■ **Given data**:
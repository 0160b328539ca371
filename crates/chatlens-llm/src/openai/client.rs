// OpenAI-specific client implementation

use async_trait::async_trait;
use reqwest::header::{HeaderMap, HeaderValue, AUTHORIZATION, CONTENT_TYPE};
use serde::Deserialize;
use serde_json::Value;
use std::time::Duration;

use crate::error::{LlmError, Result};
use crate::traits::{ChatClient, ChatOptions, ChatRequest, ChatResponse, TokenUsage};
use crate::types::Message;

pub const OPENAI_API_BASE: &str = "https://api.openai.com/v1";

/// OpenAI client (HTTP direct, no SDK)
pub struct OpenAIClient {
    http_client: reqwest::Client,
    base_url: String,
}

impl std::fmt::Debug for OpenAIClient {
    fn fmt(&self, f: &mut std::fmt::Formatter<'_>) -> std::fmt::Result {
        f.debug_struct("OpenAIClient")
            .field("base_url", &self.base_url)
            .finish_non_exhaustive()
    }
}

impl OpenAIClient {
    /// Create new client with API key
    pub fn new(api_key: impl Into<String>) -> Result<Self> {
        Self::builder().api_key(api_key).build()
    }

    pub fn builder() -> OpenAIClientBuilder {
        OpenAIClientBuilder::default()
    }

    pub fn base_url(&self) -> &str {
        &self.base_url
    }

    /// Build chat completion request payload
    fn build_chat_request(&self, model: &str, messages: &[Message], options: &ChatOptions) -> Result<Value> {
        if messages.is_empty() {
            return Err(LlmError::InvalidInput("at least one message is required".to_string()));
        }

        let mut request = serde_json::json!({
            "model": model,
            "messages": serde_json::to_value(messages).map_err(|e| LlmError::InvalidInput(e.to_string()))?,
        });

        // o1 and gpt-5 models take max_completion_tokens and no temperature
        let is_reasoning_model = model.starts_with("o1") || model.starts_with("gpt-5");

        if let Some(obj) = request.as_object_mut() {
            if let Some(temp) = options.temperature.filter(|_| !is_reasoning_model) {
                obj.insert("temperature".to_string(), serde_json::json!(temp));
            }
            if let Some(max_tokens) = options.max_tokens {
                let token_field = if is_reasoning_model {
                    "max_completion_tokens"
                } else {
                    "max_tokens"
                };
                obj.insert(token_field.to_string(), serde_json::json!(max_tokens));
            }
        }

        Ok(request)
    }

    async fn check_status(response: reqwest::Response) -> Result<reqwest::Response> {
        let status = response.status();
        if status.is_success() {
            return Ok(response);
        }
        let error_text = response.text().await.unwrap_or_default();
        let err = LlmError::from_status(status.as_u16(), &error_text);
        tracing::warn!(status = status.as_u16(), reason = err.reason(), "OpenAI API error");
        Err(err)
    }
}

#[async_trait]
impl ChatClient for OpenAIClient {
    async fn chat(&self, request: ChatRequest) -> Result<ChatResponse> {
        let payload = self.build_chat_request(&request.model, &request.messages, &request.options)?;

        let response = self
            .http_client
            .post(format!("{}/chat/completions", self.base_url))
            .json(&payload)
            .send()
            .await?;
        let response = Self::check_status(response).await?;

        let raw: OpenAIChatResponse = serde_json::from_slice(&response.bytes().await?)?;

        // Convert to provider-agnostic response
        let choice = raw.choices.into_iter().next();
        Ok(ChatResponse {
            content: choice.as_ref().and_then(|c| c.message.content.clone()),
            finish_reason: choice.and_then(|c| c.finish_reason),
            usage: raw.usage.map(|u| TokenUsage {
                input_tokens: u.prompt_tokens,
                output_tokens: u.completion_tokens,
                total_tokens: u.total_tokens,
            }),
            model: raw.model,
        })
    }

    async fn validate_key(&self) -> Result<()> {
        let response = self
            .http_client
            .get(format!("{}/models", self.base_url))
            .send()
            .await?;
        Self::check_status(response).await?;
        Ok(())
    }
}

/// Builder for [`OpenAIClient`]
#[derive(Default)]
pub struct OpenAIClientBuilder {
    api_key: Option<String>,
    base_url: Option<String>,
    timeout: Option<Duration>,
}

impl OpenAIClientBuilder {
    pub fn api_key(mut self, api_key: impl Into<String>) -> Self {
        self.api_key = Some(api_key.into());
        self
    }

    /// Override the API base, e.g. for a proxy or a local mock
    pub fn base_url(mut self, base_url: impl Into<String>) -> Self {
        self.base_url = Some(base_url.into());
        self
    }

    /// Per-request HTTP timeout
    pub fn timeout(mut self, timeout: Duration) -> Self {
        self.timeout = Some(timeout);
        self
    }

    pub fn build(self) -> Result<OpenAIClient> {
        let api_key = self
            .api_key
            .filter(|k| !k.trim().is_empty())
            .ok_or_else(|| LlmError::InvalidInput("api_key is required".to_string()))?;

        let mut headers = HeaderMap::new();
        headers.insert(CONTENT_TYPE, HeaderValue::from_static("application/json"));
        headers.insert(
            AUTHORIZATION,
            HeaderValue::from_str(&format!("Bearer {}", api_key.trim()))
                .map_err(|_| LlmError::InvalidInput("Invalid API key format".to_string()))?,
        );

        let mut builder = reqwest::Client::builder().default_headers(headers);
        if let Some(timeout) = self.timeout {
            builder = builder.timeout(timeout);
        }
        let http_client = builder.build()?;

        let base_url = self
            .base_url
            .unwrap_or_else(|| OPENAI_API_BASE.to_string())
            .trim_end_matches('/')
            .to_string();

        Ok(OpenAIClient { http_client, base_url })
    }
}

// ============================================================================
// OPENAI-SPECIFIC RESPONSE TYPES (for Chat Completions)
// ============================================================================

#[derive(Debug, Deserialize)]
struct OpenAIChatResponse {
    #[serde(default)]
    model: Option<String>,
    #[serde(default)]
    choices: Vec<Choice>,
    #[serde(default)]
    usage: Option<Usage>,
}

#[derive(Debug, Deserialize)]
struct Choice {
    message: ResponseMessage,
    finish_reason: Option<String>,
}

#[derive(Debug, Deserialize)]
struct ResponseMessage {
    content: Option<String>,
}

#[derive(Debug, Deserialize)]
struct Usage {
    prompt_tokens: u32,
    completion_tokens: u32,
    total_tokens: u32,
}

#[cfg(test)]
mod tests {
    use super::*;

    #[test]
    fn test_builder_requires_key() {
        assert!(matches!(OpenAIClient::builder().build(), Err(LlmError::InvalidInput(_))));
        assert!(OpenAIClient::builder().api_key("  ").build().is_err());
    }

    #[test]
    fn test_payload_for_chat_model() {
        let client = OpenAIClient::new("sk-test").unwrap();
        let options = ChatOptions::new().temperature(0.7).max_tokens(2000);
        let payload = client
            .build_chat_request("gpt-4o-mini", &[Message::human("hi")], &options)
            .unwrap();

        assert_eq!(payload["max_tokens"], 2000);
        assert!(payload.get("temperature").is_some());
        assert_eq!(payload["messages"][0]["role"], "user");
    }

    #[test]
    fn test_payload_for_reasoning_model() {
        let client = OpenAIClient::new("sk-test").unwrap();
        let options = ChatOptions::new().temperature(0.7).max_tokens(500);
        let payload = client
            .build_chat_request("o1-mini", &[Message::human("hi")], &options)
            .unwrap();

        assert!(payload.get("temperature").is_none());
        assert_eq!(payload["max_completion_tokens"], 500);
    }

    #[test]
    fn test_empty_messages_rejected() {
        let client = OpenAIClient::new("sk-test").unwrap();
        let err = client
            .build_chat_request("gpt-4o", &[], &ChatOptions::default())
            .unwrap_err();
        assert_eq!(err.reason(), "invalid-input");
    }
}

■ **Task brief**:
Each entry above is to be quoted exactly.

■ **Output below**:
repository 0160b328539ca371
filename crates/chatlens-llm/src/openai/client.rs
// OpenAI-specific client implementation

use async_trait::async_trait;
use reqwest::header::{HeaderMap, HeaderValue, AUTHORIZATION, CONTENT_TYPE};
use serde::Deserialize;
use serde_json::Value;
use std::time::Duration;

use crate::error::{LlmError, Result};
use crate::traits::{ChatClient, ChatOptions, ChatRequest, ChatResponse, TokenUsage};
use crate::types::Message;

pub const OPENAI_API_BASE: &str = "https://api.openai.com/v1";

/// OpenAI client (HTTP direct, no SDK)
pub struct OpenAIClient {
    http_client: reqwest::Client,
    base_url: String,
}

impl std::fmt::Debug for OpenAIClient {
    fn fmt(&self, f: &mut std::fmt::Formatter<'_>) -> std::fmt::Result {
        f.debug_struct("OpenAIClient")
            .field("base_url", &self.base_url)
            .finish_non_exhaustive()
    }
}

impl OpenAIClient {
    /// Create new client with API key
    pub fn new(api_key: impl Into<String>) -> Result<Self> {
        Self::builder().api_key(api_key).build()
    }

    pub fn builder() -> OpenAIClientBuilder {
        OpenAIClientBuilder::default()
    }

    pub fn base_url(&self) -> &str {
        &self.base_url
    }

    /// Build chat completion request payload
    fn build_chat_request(&self, model: &str, messages: &[Message], options: &ChatOptions) -> Result<Value> {
        if messages.is_empty() {
            return Err(LlmError::InvalidInput("at least one message is required".to_string()));
        }

        let mut request = serde_json::json!({
            "model": model,
            "messages": serde_json::to_value(messages).map_err(|e| LlmError::InvalidInput(e.to_string()))?,
        });

        // o1 and gpt-5 models take max_completion_tokens and no temperature
        let is_reasoning_model = model.starts_with("o1") || model.starts_with("gpt-5");

        if let Some(obj) = request.as_object_mut() {
            if let Some(temp) = options.temperature.filter(|_| !is_reasoning_model) {
                obj.insert("temperature".to_string(), serde_json::json!(temp));
            }
            if let Some(max_tokens) = options.max_tokens {
                let token_field = if is_reasoning_model {
                    "max_completion_tokens"
                } else {
                    "max_tokens"
                };
                obj.insert(token_field.to_string(), serde_json::json!(max_tokens));
            }
        }

        Ok(request)
    }

    async fn check_status(response: reqwest::Response) -> Result<reqwest::Response> {
        let status = response.status();
        if status.is_success() {
            return Ok(response);
        }
        let error_text = response.text().await.unwrap_or_default();
        let err = LlmError::from_status(status.as_u16(), &error_text);
        tracing::warn!(status = status.as_u16(), reason = err.reason(), "OpenAI API error");
        Err(err)
    }
}

#[async_trait]
impl ChatClient for OpenAIClient {
    async fn chat(&self, request: ChatRequest) -> Result<ChatResponse> {
        let payload = self.build_chat_request(&request.model, &request.messages, &request.options)?;

        let response = self
            .http_client
            .post(format!("{}/chat/completions", self.base_url))
            .json(&payload)
            .send()
            .await?;
        let response = Self::check_status(response).await?;

        let raw: OpenAIChatResponse = serde_json::from_slice(&response.bytes().await?)?;

        // Convert to provider-agnostic response
        let choice = raw.choices.into_iter().next();
        Ok(ChatResponse {
            content: choice.as_ref().and_then(|c| c.message.content.clone()),
            finish_reason: choice.and_then(|c| c.finish_reason),
            usage: raw.usage.map(|u| TokenUsage {
                input_tokens: u.prompt_tokens,
                output_tokens: u.completion_tokens,
                total_tokens: u.total_tokens,
            }),
            model: raw.model,
        })
    }

    async fn validate_key(&self) -> Result<()> {
        let response = self
            .http_client
            .get(format!("{}/models", self.base_url))
            .send()
            .await?;
        Self::check_status(response).await?;
        Ok(())
    }
}

/// Builder for [`OpenAIClient`]
#[derive(Default)]
pub struct OpenAIClientBuilder {
    api_key: Option<String>,
    base_url: Option<String>,
    timeout: Option<Duration>,
}

impl OpenAIClientBuilder {
    pub fn api_key(mut self, api_key: impl Into<String>) -> Self {
        self.api_key = Some(api_key.into());
        self
    }

    /// Override the API base, e.g. for a proxy or a local mock
    pub fn base_url(mut self, base_url: impl Into<String>) -> Self {
        self.base_url = Some(base_url.into());
        self
    }

    /// Per-request HTTP timeout
    pub fn timeout(mut self, timeout: Duration) -> Self {
        self.timeout = Some(timeout);
        self
    }

    pub fn build(self) -> Result<OpenAIClient> {
        let api_key = self
            .api_key
            .filter(|k| !k.trim().is_empty())
            .ok_or_else(|| LlmError::InvalidInput("api_key is required".to_string()))?;

        let mut headers = HeaderMap::new();
        headers.insert(CONTENT_TYPE, HeaderValue::from_static("application/json"));
        headers.insert(
            AUTHORIZATION,
            HeaderValue::from_str(&format!("Bearer {}", api_key.trim()))
                .map_err(|_| LlmError::InvalidInput("Invalid API key format".to_string()))?,
        );

        let mut builder = reqwest::Client::builder().default_headers(headers);
        if let Some(timeout) = self.timeout {
            builder = builder.timeout(timeout);
        }
        let http_client = builder.build()?;

        let base_url = self
            .base_url
            .unwrap_or_else(|| OPENAI_API_BASE.to_string())
            .trim_end_matches('/')
            .to_string();

        Ok(OpenAIClient { http_client, base_url })
    }
}

// ============================================================================
// OPENAI-SPECIFIC RESPONSE TYPES (for Chat Completions)
// ============================================================================

#[derive(Debug, Deserialize)]
struct OpenAIChatResponse {
    #[serde(default)]
    model: Option<String>,
    #[serde(default)]
    choices: Vec<Choice>,
    #[serde(default)]
    usage: Option<Usage>,
}

#[derive(Debug, Deserialize)]
struct Choice {
    message: ResponseMessage,
    finish_reason: Option<String>,
}

#[derive(Debug, Deserialize)]
struct ResponseMessage {
    content: Option<String>,
}

#[derive(Debug, Deserialize)]
struct Usage {
    prompt_tokens: u32,
    completion_tokens: u32,
    total_tokens: u32,
}

#[cfg(test)]
mod tests {
    use super::*;

    #[test]
    fn test_builder_requires_key() {
        assert!(matches!(OpenAIClient::builder().build(), Err(LlmError::InvalidInput(_))));
        assert!(OpenAIClient::builder().api_key("  ").build().is_err());
    }

    #[test]
    fn test_payload_for_chat_model() {
        let client = OpenAIClient::new("sk-test").unwrap();
        let options = ChatOptions::new().temperature(0.7).max_tokens(2000);
        let payload = client
            .build_chat_request("gpt-4o-mini", &[Message::human("hi")], &options)
            .unwrap();

        assert_eq!(payload["max_tokens"], 2000);
        assert!(payload.get("temperature").is_some());
        assert_eq!(payload["messages"][0]["role"], "user");
    }

    #[test]
    fn test_payload_for_reasoning_model() {
        let client = OpenAIClient::new("sk-test").unwrap();
        let options = ChatOptions::new().temperature(0.7).max_tokens(500);
        let payload = client
            .build_chat_request("o1-mini", &[Message::human("hi")], &options)
            .unwrap();

        assert!(payload.get("temperature").is_none());
        assert_eq!(payload["max_completion_tokens"], 500);
    }

    #[test]
    fn test_empty_messages_rejected() {
        let client = OpenAIClient::new("sk-test").unwrap();
        let err = client
            .build_chat_request("gpt-4o", &[], &ChatOptions::default())
            .unwrap_err();
        assert_eq!(err.reason(), "invalid-input");
    }
}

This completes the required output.